◆ **What is needed**
Go through the following data and transcribe exactly the stretch of lines from the one holding "let feature_state = features::FeatureState" to the one holding "let listener = tokio::net::TcpListener::bind(addr).await?;", both included.

◆ **Material provided**
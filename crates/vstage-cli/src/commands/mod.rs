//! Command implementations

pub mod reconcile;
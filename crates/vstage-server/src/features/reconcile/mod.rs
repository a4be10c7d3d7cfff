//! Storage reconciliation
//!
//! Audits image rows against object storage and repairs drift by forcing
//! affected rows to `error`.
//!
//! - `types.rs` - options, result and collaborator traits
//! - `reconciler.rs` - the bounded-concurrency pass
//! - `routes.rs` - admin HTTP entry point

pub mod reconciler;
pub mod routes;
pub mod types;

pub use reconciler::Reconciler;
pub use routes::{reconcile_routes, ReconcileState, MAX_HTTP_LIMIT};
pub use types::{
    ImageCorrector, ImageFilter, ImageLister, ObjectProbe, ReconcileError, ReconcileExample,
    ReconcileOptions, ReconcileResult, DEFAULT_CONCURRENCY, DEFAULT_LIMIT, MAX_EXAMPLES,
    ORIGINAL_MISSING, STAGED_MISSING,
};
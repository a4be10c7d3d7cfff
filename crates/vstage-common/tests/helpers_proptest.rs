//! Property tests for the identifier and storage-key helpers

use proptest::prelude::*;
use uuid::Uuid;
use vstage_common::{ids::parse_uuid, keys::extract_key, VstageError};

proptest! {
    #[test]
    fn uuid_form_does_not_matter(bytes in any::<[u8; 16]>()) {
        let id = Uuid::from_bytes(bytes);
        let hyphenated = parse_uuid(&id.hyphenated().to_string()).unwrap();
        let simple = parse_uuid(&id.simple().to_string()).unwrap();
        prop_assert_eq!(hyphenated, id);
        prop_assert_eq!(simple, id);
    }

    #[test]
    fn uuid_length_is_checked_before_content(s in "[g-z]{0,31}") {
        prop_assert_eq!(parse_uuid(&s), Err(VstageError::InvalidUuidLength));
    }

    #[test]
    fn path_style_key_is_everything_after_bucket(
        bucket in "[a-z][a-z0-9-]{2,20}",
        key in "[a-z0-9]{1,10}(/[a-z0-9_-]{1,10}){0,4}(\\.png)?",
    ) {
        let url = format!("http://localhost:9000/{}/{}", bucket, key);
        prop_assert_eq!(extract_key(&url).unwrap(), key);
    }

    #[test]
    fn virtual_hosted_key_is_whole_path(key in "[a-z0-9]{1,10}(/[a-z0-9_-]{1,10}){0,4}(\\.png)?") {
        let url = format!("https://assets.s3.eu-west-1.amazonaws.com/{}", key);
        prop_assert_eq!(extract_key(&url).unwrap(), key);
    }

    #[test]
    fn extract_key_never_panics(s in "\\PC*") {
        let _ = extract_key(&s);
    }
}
==
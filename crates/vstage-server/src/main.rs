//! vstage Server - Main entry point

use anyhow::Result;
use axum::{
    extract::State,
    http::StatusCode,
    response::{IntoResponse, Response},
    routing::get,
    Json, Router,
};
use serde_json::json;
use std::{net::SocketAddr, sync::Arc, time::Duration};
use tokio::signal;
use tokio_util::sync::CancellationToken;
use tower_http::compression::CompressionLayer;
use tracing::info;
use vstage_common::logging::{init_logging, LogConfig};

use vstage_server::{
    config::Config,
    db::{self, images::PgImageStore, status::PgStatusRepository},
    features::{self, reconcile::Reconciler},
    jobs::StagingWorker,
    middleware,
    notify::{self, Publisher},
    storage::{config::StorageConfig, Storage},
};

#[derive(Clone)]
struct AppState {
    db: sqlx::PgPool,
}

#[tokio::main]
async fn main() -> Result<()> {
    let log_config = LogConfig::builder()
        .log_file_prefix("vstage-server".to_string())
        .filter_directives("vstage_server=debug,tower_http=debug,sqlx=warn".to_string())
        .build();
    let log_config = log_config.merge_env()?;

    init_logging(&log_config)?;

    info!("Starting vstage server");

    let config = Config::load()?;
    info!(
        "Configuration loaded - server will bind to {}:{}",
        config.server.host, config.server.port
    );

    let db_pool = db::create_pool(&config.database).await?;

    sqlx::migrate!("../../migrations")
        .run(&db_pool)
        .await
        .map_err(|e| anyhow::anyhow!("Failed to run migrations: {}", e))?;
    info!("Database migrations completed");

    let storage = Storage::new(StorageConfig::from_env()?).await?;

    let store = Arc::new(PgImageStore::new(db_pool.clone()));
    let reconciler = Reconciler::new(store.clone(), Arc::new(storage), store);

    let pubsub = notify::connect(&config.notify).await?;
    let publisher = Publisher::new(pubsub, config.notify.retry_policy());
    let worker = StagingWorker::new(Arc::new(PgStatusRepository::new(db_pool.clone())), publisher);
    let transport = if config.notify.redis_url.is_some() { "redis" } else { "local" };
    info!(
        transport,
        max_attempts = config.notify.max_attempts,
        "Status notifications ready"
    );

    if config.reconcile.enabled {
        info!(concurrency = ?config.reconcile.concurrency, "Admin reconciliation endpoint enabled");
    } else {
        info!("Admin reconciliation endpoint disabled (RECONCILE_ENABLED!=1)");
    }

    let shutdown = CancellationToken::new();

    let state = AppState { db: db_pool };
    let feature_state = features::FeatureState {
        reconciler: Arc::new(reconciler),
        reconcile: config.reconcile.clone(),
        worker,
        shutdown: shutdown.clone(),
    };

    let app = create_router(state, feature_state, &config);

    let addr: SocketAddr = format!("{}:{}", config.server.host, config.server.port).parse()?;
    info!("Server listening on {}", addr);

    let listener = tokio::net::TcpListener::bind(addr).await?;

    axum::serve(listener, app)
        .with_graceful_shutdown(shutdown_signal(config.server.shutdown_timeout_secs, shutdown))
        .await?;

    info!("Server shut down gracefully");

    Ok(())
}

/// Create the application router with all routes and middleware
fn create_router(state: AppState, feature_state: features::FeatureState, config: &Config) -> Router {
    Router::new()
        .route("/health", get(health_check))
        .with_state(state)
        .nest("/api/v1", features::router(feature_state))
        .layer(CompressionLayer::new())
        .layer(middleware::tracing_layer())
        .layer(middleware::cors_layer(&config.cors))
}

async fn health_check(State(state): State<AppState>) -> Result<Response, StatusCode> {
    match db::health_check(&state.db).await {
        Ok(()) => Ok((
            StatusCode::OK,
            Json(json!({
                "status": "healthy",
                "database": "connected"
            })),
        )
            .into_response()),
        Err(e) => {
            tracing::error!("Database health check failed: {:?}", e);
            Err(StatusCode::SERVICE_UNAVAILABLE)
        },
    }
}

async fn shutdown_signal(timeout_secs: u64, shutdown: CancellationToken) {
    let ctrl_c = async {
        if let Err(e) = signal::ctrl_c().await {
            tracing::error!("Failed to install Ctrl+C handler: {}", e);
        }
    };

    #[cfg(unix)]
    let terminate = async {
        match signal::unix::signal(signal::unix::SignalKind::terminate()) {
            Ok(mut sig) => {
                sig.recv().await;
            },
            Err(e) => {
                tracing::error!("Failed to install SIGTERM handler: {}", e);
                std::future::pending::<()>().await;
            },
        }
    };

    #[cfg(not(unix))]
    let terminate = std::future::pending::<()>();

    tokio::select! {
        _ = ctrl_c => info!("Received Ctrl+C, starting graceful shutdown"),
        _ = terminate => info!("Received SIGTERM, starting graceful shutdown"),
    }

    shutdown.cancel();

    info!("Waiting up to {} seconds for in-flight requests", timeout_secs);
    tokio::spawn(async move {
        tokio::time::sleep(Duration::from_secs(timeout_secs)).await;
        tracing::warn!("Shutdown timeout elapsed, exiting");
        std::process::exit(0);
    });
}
==
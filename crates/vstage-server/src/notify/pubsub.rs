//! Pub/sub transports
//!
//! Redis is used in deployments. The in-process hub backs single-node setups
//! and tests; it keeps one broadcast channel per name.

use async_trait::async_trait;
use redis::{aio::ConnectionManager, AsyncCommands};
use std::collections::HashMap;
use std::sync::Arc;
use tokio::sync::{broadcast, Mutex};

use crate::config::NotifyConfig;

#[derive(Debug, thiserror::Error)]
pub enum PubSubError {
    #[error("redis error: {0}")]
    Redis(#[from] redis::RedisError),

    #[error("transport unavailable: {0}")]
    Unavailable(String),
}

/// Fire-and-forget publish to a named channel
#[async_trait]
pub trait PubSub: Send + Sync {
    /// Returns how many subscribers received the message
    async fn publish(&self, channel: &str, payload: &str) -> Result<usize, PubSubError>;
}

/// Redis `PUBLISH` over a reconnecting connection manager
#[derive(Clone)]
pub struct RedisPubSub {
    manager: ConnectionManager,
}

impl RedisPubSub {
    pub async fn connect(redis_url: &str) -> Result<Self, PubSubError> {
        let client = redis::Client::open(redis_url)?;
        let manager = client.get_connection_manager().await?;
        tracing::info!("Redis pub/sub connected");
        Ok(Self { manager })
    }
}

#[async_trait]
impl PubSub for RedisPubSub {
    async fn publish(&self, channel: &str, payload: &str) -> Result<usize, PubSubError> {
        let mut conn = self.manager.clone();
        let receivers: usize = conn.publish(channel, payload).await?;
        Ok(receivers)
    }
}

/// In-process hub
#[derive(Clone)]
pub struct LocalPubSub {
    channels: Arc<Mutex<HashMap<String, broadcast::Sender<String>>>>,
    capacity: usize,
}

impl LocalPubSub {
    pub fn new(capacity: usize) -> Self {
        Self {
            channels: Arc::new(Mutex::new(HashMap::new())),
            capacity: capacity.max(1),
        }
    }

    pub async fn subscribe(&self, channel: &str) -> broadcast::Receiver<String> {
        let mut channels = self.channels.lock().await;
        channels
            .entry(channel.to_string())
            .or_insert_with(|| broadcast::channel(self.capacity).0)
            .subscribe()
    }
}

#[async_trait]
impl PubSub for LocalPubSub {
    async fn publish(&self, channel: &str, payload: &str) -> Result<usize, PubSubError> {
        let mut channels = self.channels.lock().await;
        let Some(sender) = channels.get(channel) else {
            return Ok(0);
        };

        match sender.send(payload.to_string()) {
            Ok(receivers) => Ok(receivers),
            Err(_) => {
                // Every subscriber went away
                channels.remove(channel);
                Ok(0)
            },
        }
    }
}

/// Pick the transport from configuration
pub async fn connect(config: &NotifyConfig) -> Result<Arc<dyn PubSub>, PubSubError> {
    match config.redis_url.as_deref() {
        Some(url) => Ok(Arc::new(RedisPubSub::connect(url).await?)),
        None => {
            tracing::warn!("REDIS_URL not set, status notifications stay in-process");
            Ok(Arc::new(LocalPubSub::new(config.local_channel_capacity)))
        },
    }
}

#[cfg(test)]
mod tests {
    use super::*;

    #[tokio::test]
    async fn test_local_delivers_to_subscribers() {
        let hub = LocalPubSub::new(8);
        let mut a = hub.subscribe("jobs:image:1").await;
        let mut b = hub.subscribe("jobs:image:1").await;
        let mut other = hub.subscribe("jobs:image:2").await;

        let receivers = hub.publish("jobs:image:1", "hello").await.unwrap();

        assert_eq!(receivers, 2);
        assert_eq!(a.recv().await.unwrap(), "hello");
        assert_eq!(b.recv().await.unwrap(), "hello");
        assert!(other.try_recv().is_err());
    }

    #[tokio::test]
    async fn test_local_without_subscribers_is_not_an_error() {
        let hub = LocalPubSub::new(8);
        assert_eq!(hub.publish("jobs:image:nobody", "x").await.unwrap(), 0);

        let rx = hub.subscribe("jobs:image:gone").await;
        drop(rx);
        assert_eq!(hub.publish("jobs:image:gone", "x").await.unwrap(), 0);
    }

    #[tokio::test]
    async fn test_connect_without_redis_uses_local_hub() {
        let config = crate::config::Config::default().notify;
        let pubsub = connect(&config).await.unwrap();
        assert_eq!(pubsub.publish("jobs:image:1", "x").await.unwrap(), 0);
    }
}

◆ **Output for this task**
    let feature_state = features::FeatureState {
        reconciler: Arc::new(reconciler),
        reconcile: config.reconcile.clone(),
        worker,
        shutdown: shutdown.clone(),
    };

    let app = create_router(state, feature_state, &config);

    let addr: SocketAddr = format!("{}:{}", config.server.host, config.server.port).parse()?;
    info!("Server listening on {}", addr);

    let listener = tokio::net::TcpListener::bind(addr).await?;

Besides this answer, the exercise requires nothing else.